Court of Appeals of Ohio EIGHTH APPELLATE DISTRICT COUNTY OF CUYAHOGA
Oct 16, 2014
2014 Ohio 4571 (Ohio Ct. App. 2014)

Opinion

No. 100847

10-16-2014

STATE OF OHIO PLAINTIFF-APPELLEE v. BENJAMIN KLEPATZKI DEFENDANT-APPELLANT

ATTORNEYS FOR APPELLANT Robert L. Tobik Public Defender By: Cullen Sweeney Assistant Cuyahoga County Public Defender 310 Lakeside Avenue Cleveland, Ohio 44113 ATTORNEYS FOR APPELLEE Timothy J. McGinty Cuyahoga County Prosecutor By: Diane Smilanick Assistant Prosecuting Attorney The Justice Center, 9th Floor 1200 Ontario Street Cleveland, Ohio 44113


JOURNAL ENTRY AND OPINION JUDGMENT: AFFIRMED Criminal Appeal from the Cuyahoga County Court of Common Pleas
Case No. CR-01-407962-ZA
BEFORE: Keough, J., Rocco, P.J., and Stewart, J.

ATTORNEYS FOR APPELLANT

Robert L. Tobik
Public Defender
By: Cullen Sweeney
Assistant Cuyahoga County Public Defender
310 Lakeside Avenue
Cleveland, Ohio 44113

ATTORNEYS FOR APPELLEE

Timothy J. McGinty
Cuyahoga County Prosecutor
By: Diane Smilanick
Assistant Prosecuting Attorney
The Justice Center, 9th Floor
1200 Ontario Street
Cleveland, Ohio 44113
KATHLEEN ANN KEOUGH, J.:

{¶1} Defendant-appellant, Benjamin Klepatzki, appeals the trial court's denial of his Civ.R. 60(B) motion to vacate his sexual predator classification. For the reasons that follow, we affirm.

{¶2} In 2001, Klepatzki was convicted of breaking and entering, and two counts each of voyeurism and menacing by stalking.
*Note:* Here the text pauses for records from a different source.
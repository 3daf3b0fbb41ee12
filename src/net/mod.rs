// Delivery layer
// Wire payloads, the three-tier transport seam and both relay halves

pub mod messages;
pub mod transport;
pub mod producer;
pub mod consumer;
pub mod memory;

pub use messages::{LatestOnlyFrame, Payload, StatusSummary, Tier};
pub use transport::Transport;
pub use producer::{ProducerHandle, ProducerRelay, ProducerStats};
pub use consumer::{ConsumerRelay, IngestReport};
pub use memory::{memory_link, MemoryInbound, MemoryTransport};
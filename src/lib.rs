pub mod constants;
pub mod error;
pub mod geodesy;
pub mod fix;
pub mod policy;
pub mod validator;
pub mod history;
pub mod drain;
pub mod coordinator;
pub mod output;
pub mod net;
pub mod export;
pub mod compare;
pub mod config;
He was sentenced to five years of community control sanctions. In 2002, Klepatzki was found to be in violation of the terms and conditions of community control and was sentenced to 17 months in prison. This sentence was ordered to run concurrent with a 45-month sentence in Case No. CR 01-406228. This court affirmed his sentence in State v. Klepatzki, 8th Dist. Cuyahoga No. 81676, 2003-Ohio-1529 ("Klepatzki I").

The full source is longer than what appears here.